What am our children learning?
Posted: Mon Mar 25, 2013 10:32 am
According to Ken at Popehat, all the wrong lessons:
Take seven-year-old Josh Welch of Maryland. Josh was suspended because a teacher says he bit a pastry into the shape of a gun and waved it around. Josh learned a valuable lesson about the amount of trust and respect he should have for government actors.
In Pennsylvania, five-year-old Madison Guarna was suspended for "terroristic threats" when she told friends she was going to shoot them with a Hello Kitty toy that makes soap bubbles. Madison learned an important lesson about how government actors will use citizens' fear and uncertainty to convince them to surrender rights and to increase the government actors' power.

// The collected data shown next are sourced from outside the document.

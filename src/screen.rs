//! Monitor detection and capture zone geometry.
//!
//! Death messages appear centered on screen, so the capture zone is a
//! fixed-size rectangle centered on the selected monitor.

use xcap::Monitor;

/// A detected monitor.
#[derive(Clone, Debug, PartialEq)]
pub struct ScreenInfo {
    /// Monitor name as reported by the OS (e.g. "DP-1", "\\\\.\\DISPLAY1")
    pub name: String,
    /// Top-left corner in virtual-desktop coordinates
    pub origin: (i32, i32),
    /// Width and height in pixels
    pub resolution: (u32, u32),
    pub is_primary: bool,
}

impl ScreenInfo {
    /// Human-readable label for screen selection UI.
    pub fn description(&self) -> String {
        let primary = if self.is_primary { ", primary" } else { "" };
        format!(
            "{} ({}x{}{})",
            self.name, self.resolution.0, self.resolution.1, primary
        )
    }
}

/// A rectangular screen region in virtual-desktop coordinates.
#[derive(Clone, Copy, Debug, PartialEq)]
pub struct CaptureZone {
    pub x: i32,
    pub y: i32,
    pub width: u32,
    pub height: u32,
}

/// Enumerates available monitors.
///
/// Falls back to a single 1920x1080 primary screen if enumeration fails,
/// so the rest of the application can keep going with sensible geometry.
pub fn detect_screens() -> Vec<ScreenInfo> {
    match Monitor::all() {
        Ok(monitors) if !monitors.is_empty() => monitors
            .iter()
            .map(|m| ScreenInfo {
                name: m.name().to_string(),
                origin: (m.x(), m.y()),
                resolution: (m.width(), m.height()),
                is_primary: m.is_primary(),
            })
            .collect(),
        Ok(_) => {
            crate::log("No monitors reported. Falling back to 1920x1080 default.");
            vec![default_screen()]
        }
        Err(e) => {
            crate::log(&format!(
                "Monitor enumeration failed: {}. Falling back to 1920x1080 default.",
                e
            ));
            vec![default_screen()]
        }
    }
}

fn default_screen() -> ScreenInfo {
    ScreenInfo {
        name: "Default Screen".to_string(),
        origin: (0, 0),
        resolution: (1920, 1080),
        is_primary: true,
    }
}

/// Picks the configured screen by name, or the primary screen, or the first.
pub fn select_screen(screens: &[ScreenInfo], name: &str) -> ScreenInfo {
    screens
        .iter()
        .find(|s| !name.is_empty() && s.name == name)
        .or_else(|| screens.iter().find(|s| s.is_primary))
        .or_else(|| screens.first())
        .cloned()
        .unwrap_or_else(default_screen)
}

/// Computes a capture zone of the requested size centered on the screen.
///
/// The zone is clamped to the screen bounds, so a zone larger than the
/// screen captures the whole screen.
pub fn centered_capture_zone(screen: &ScreenInfo, width: u32, height: u32) -> CaptureZone {
    let (origin_x, origin_y) = screen.origin;
    let (screen_w, screen_h) = screen.resolution;

    let width = width.min(screen_w);
    let height = height.min(screen_h);

    CaptureZone {
        x: origin_x + ((screen_w - width) / 2) as i32,
        y: origin_y + ((screen_h - height) / 2) as i32,
        width,
        height,
    }
}
//! Application configuration.
//!
//! Loads settings from death_counter_config.json next to the executable.
//! Missing keys fall back to their defaults individually, so old config
//! files keep working after new settings are added.

use anyhow::{Context, Result};
use serde::{Deserialize, Serialize};
use std::fs;
use std::path::Path;

/// Saved window placement for the GUI.
#[derive(Clone, Copy, Debug, PartialEq, Serialize, Deserialize)]
pub struct WindowGeometry {
    pub x: f32,
    pub y: f32,
    pub width: f32,
    pub height: f32,
}

/// Complete application configuration.
#[derive(Clone, Debug, PartialEq, Serialize, Deserialize)]
pub struct AppConfig {
    /// Name of the monitor to capture. Empty = primary monitor.
    #[serde(default)]
    pub selected_screen_name: String,
    /// Width of the capture zone in pixels
    #[serde(default = "default_capture_width")]
    pub capture_width: u32,
    /// Height of the capture zone in pixels
    #[serde(default = "default_capture_height")]
    pub capture_height: u32,
    /// Seconds between scans
    #[serde(default = "default_scan_delay")]
    pub scan_delay: f64,
    /// Log every recognized text candidate
    #[serde(default)]
    pub verbose_mode: bool,
    /// Save a screenshot whenever a death is detected
    #[serde(default)]
    pub debug_mode: bool,
    /// Minimum OCR confidence (0.0-1.0) for a candidate to be considered
    #[serde(default = "default_min_confidence")]
    pub min_confidence: f32,
    /// Similarity ratio (0.0-1.0) above which a candidate matches a death message
    #[serde(default = "default_match_threshold")]
    pub match_threshold: f64,
    /// GUI window placement, saved on exit
    #[serde(default)]
    pub window_geometry: Option<WindowGeometry>,
}

fn default_capture_width() -> u32 {
    1500
}

fn default_capture_height() -> u32 {
    250
}

fn default_scan_delay() -> f64 {
    1.0
}

fn default_min_confidence() -> f32 {
    0.4
}

fn default_match_threshold() -> f64 {
    0.85
}

impl Default for AppConfig {
    fn default() -> Self {
        Self {
            selected_screen_name: String::new(),
            capture_width: default_capture_width(),
            capture_height: default_capture_height(),
            scan_delay: default_scan_delay(),
            verbose_mode: false,
            debug_mode: false,
            min_confidence: default_min_confidence(),
            match_threshold: default_match_threshold(),
            window_geometry: None,
        }
    }
}

/// Loads configuration from the given path, falling back to defaults.
///
/// A missing file is normal on first launch. Read and parse failures are
/// logged and never propagated; the monitor must be able to start with a
/// broken config file on disk.
pub fn load_config(path: &Path) -> AppConfig {
    if !path.exists() {
        crate::log(&format!(
            "{} not found. Using default config.",
            path.display()
        ));
        return AppConfig::default();
    }

    match fs::read_to_string(path) {
        Ok(contents) => match serde_json::from_str(&contents) {
            Ok(config) => {
                crate::log(&format!("Config loaded from {}", path.display()));
                config
            }
            Err(e) => {
                crate::log(&format!("Failed to parse config: {}. Using defaults.", e));
                AppConfig::default()
            }
        },
        Err(e) => {
            crate::log(&format!("Failed to read config: {}. Using defaults.", e));
            AppConfig::default()
        }
    }
}

/// Saves configuration as pretty-printed JSON.
pub fn save_config(path: &Path, config: &AppConfig) -> Result<()> {
    let json = serde_json::to_string_pretty(config)?;
    fs::write(path, json).with_context(|| format!("failed to write {}", path.display()))?;
    Ok(())
}

#[cfg(test)]
mod tests {
    use super::*;
    use tempfile::tempdir;

    #[test]
    fn test_load_missing_file_returns_defaults() {
        let dir = tempdir().unwrap();
        let config = load_config(&dir.path().join("nope.json"));
        assert_eq!(config, AppConfig::default());
    }

    #[test]
    fn test_save_load_round_trip() {
        let dir = tempdir().unwrap();
        let path = dir.path().join("config.json");

        let config = AppConfig {
            selected_screen_name: "DP-1".to_string(),
            capture_width: 1200,
            capture_height: 300,
            scan_delay: 0.5,
            verbose_mode: true,
            debug_mode: true,
            min_confidence: 0.5,
            match_threshold: 0.9,
            window_geometry: Some(WindowGeometry {
                x: 10.0,
                y: 20.0,
                width: 800.0,
                height: 600.0,
            }),
        };

        save_config(&path, &config).unwrap();
        assert_eq!(load_config(&path), config);
    }

    #[test]
    fn test_missing_keys_fall_back_individually() {
        let dir = tempdir().unwrap();
        let path = dir.path().join("config.json");
        fs::write(&path, r#"{"capture_width": 1000, "verbose_mode": true}"#).unwrap();

        let config = load_config(&path);
        assert_eq!(config.capture_width, 1000);
        assert!(config.verbose_mode);
        // Everything else keeps its default
        assert_eq!(config.capture_height, 250);
        assert_eq!(config.scan_delay, 1.0);
        assert_eq!(config.match_threshold, 0.85);
        assert!(config.window_geometry.is_none());
    }

    #[test]
    fn test_corrupt_file_returns_defaults() {
        let dir = tempdir().unwrap();
        let path = dir.path().join("config.json");
        fs::write(&path, "{not json").unwrap();
        assert_eq!(load_config(&path), AppConfig::default());
    }
}
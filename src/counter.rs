//! Persisted death counter.
//!
//! A single integer stored as `{"count": <n>}` in death_counter.json.
//! The file is rewritten synchronously after every increment so the
//! on-disk value converges with memory before the next scan starts.

use anyhow::{Context, Result};
use serde::{Deserialize, Serialize};
use std::fs;
use std::path::PathBuf;

#[derive(Serialize, Deserialize)]
struct CounterFile {
    count: u64,
}

/// Handle to the counter file.
pub struct CounterStore {
    path: PathBuf,
}

impl CounterStore {
    pub fn new(path: PathBuf) -> Self {
        Self { path }
    }

    /// Loads the persisted count. Missing or unreadable file means 0.
    pub fn load(&self) -> u64 {
        if !self.path.exists() {
            return 0;
        }
        match fs::read_to_string(&self.path) {
            Ok(contents) => match serde_json::from_str::<CounterFile>(&contents) {
                Ok(data) => data.count,
                Err(e) => {
                    crate::log(&format!("Failed to parse counter file: {}. Starting at 0.", e));
                    0
                }
            },
            Err(e) => {
                crate::log(&format!("Failed to read counter file: {}. Starting at 0.", e));
                0
            }
        }
    }

    /// Writes the count to disk. Blocking; returns an error on I/O failure.
    pub fn save(&self, count: u64) -> Result<()> {
        let json = serde_json::to_string(&CounterFile { count })?;
        fs::write(&self.path, json)
            .with_context(|| format!("failed to write {}", self.path.display()))?;
        Ok(())
    }

    /// Resets the counter to zero and persists immediately.
    pub fn reset(&self) -> Result<()> {
        self.save(0)
    }
}
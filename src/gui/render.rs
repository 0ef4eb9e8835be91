//! GUI rendering functions.
//!
//! Contains UI layout and component rendering logic.

use eframe::egui::{self, Color32, RichText};

use crate::config::AppConfig;
use crate::gui::state::{GuiState, MonitorStatus};

/// Render the death counter display.
/// Returns true if the Reset button was clicked.
pub fn render_counter(ui: &mut egui::Ui, death_count: u64, reset_enabled: bool) -> bool {
    let mut reset_clicked = false;

    ui.horizontal(|ui| {
        ui.label(RichText::new("Deaths:").size(16.0));
        ui.label(
            RichText::new(death_count.to_string())
                .size(32.0)
                .strong()
                .color(Color32::from_rgb(200, 60, 60)),
        );

        ui.add_space(20.0);

        // Reset only makes sense while stopped
        ui.add_enabled_ui(reset_enabled, |ui| {
            if ui.button("Reset").clicked() {
                reset_clicked = true;
            }
        });
    });

    reset_clicked
}

/// Render the configuration panel.
/// Returns true if any setting changed this frame.
pub fn render_config(
    ui: &mut egui::Ui,
    config: &mut AppConfig,
    state: &mut GuiState,
    enabled: bool,
) -> bool {
    let mut changed = false;

    ui.add_space(8.0);
    ui.separator();
    ui.add_space(8.0);
    ui.heading("Configuration");
    ui.add_space(8.0);

    ui.add_enabled_ui(enabled, |ui| {
        ui.horizontal(|ui| {
            ui.label("Screen:");
            let selected_text = state
                .screens
                .get(state.selected_screen)
                .map(|s| s.description())
                .unwrap_or_else(|| "No screens detected".to_string());

            egui::ComboBox::from_id_salt("screen_combo")
                .selected_text(selected_text)
                .show_ui(ui, |ui| {
                    for (idx, screen) in state.screens.iter().enumerate() {
                        if ui
                            .selectable_value(&mut state.selected_screen, idx, screen.description())
                            .changed()
                        {
                            changed = true;
                        }
                    }
                });
        });

        ui.horizontal(|ui| {
            ui.label("Zone width:");
            changed |= ui
                .add(egui::DragValue::new(&mut config.capture_width).range(100..=3840))
                .changed();
            ui.label("Zone height:");
            changed |= ui
                .add(egui::DragValue::new(&mut config.capture_height).range(50..=2160))
                .changed();
        });

        ui.horizontal(|ui| {
            ui.label("Scan delay (s):");
            changed |= ui
                .add(
                    egui::DragValue::new(&mut config.scan_delay)
                        .range(0.1..=5.0)
                        .speed(0.1),
                )
                .changed();
        });

        ui.horizontal(|ui| {
            changed |= ui.checkbox(&mut config.verbose_mode, "Verbose mode").changed();
            ui.add_space(20.0);
            changed |= ui.checkbox(&mut config.debug_mode, "Debug mode").changed();
        });
    });

    changed
}

/// Render the control buttons.
/// Returns (start_clicked, stop_clicked, test_clicked).
pub fn render_controls(ui: &mut egui::Ui, running: bool) -> (bool, bool, bool) {
    let mut start_clicked = false;
    let mut stop_clicked = false;
    let mut test_clicked = false;

    ui.add_space(16.0);

    ui.horizontal(|ui| {
        ui.add_enabled_ui(!running, |ui| {
            if ui.button(RichText::new("▶ Start").size(16.0)).clicked() {
                start_clicked = true;
            }
        });

        ui.add_space(20.0);

        ui.add_enabled_ui(running, |ui| {
            if ui.button(RichText::new("◼ Stop").size(16.0)).clicked() {
                stop_clicked = true;
            }
        });

        ui.add_space(20.0);

        ui.add_enabled_ui(!running, |ui| {
            if ui.button("Test Zone").clicked() {
                test_clicked = true;
            }
        });
    });

    (start_clicked, stop_clicked, test_clicked)
}

/// Render the status line and scrolling event log.
pub fn render_status(ui: &mut egui::Ui, state: &GuiState, status_text: &str, events: &[String]) {
    ui.add_space(8.0);
    ui.separator();
    ui.add_space(8.0);

    ui.horizontal(|ui| {
        ui.label("Status:");

        let color = match &state.status {
            MonitorStatus::Idle => Color32::GRAY,
            MonitorStatus::Running { .. } => Color32::from_rgb(0, 150, 0),
            MonitorStatus::Error(_) => Color32::from_rgb(200, 0, 0),
        };

        let text = match &state.status {
            MonitorStatus::Error(msg) => format!("Error: {}", msg),
            _ => status_text.to_string(),
        };
        ui.label(RichText::new(text).color(color));

        if let Some(elapsed) = state.status.elapsed_text() {
            ui.add_space(10.0);
            ui.label(format!("({})", elapsed));
        }
    });

    ui.add_space(8.0);

    egui::ScrollArea::vertical()
        .stick_to_bottom(true)
        .max_height(200.0)
        .show(ui, |ui| {
            for line in events {
                ui.label(RichText::new(line).monospace().size(11.0));
            }
        });
}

In South Carolina, six-year-old Naomi McKinney was expelled from school — and threatened with criminal trespass charges if she returned — when she brought a clear plastic toy gun to school. Naomi learned an important lesson that government actors like broad rules that give them substantial power over citizens, and dislike requests that they exercise judgment, proportion, or what non-governmental actors might call reason.
In Philadelphia, fifth grader Melody Valentin arrived at school and realized that in her pocket she had a paper gun her grandfather had made for her. She tried to throw it away, but another student saw her and informed on her to the principal. School officials scolded her publicly and threatened her with arrest and searched her. Melody learned a valuable lesson about how state actors will maintain power by turning citizens against each other and making citizens extensions of their own control.
Finally, in Lodi, California, school officials propose to teach children many messages at once through an "anti-bullying" initiative forbidding students from "posting crude or disparaging remarks via electronic media."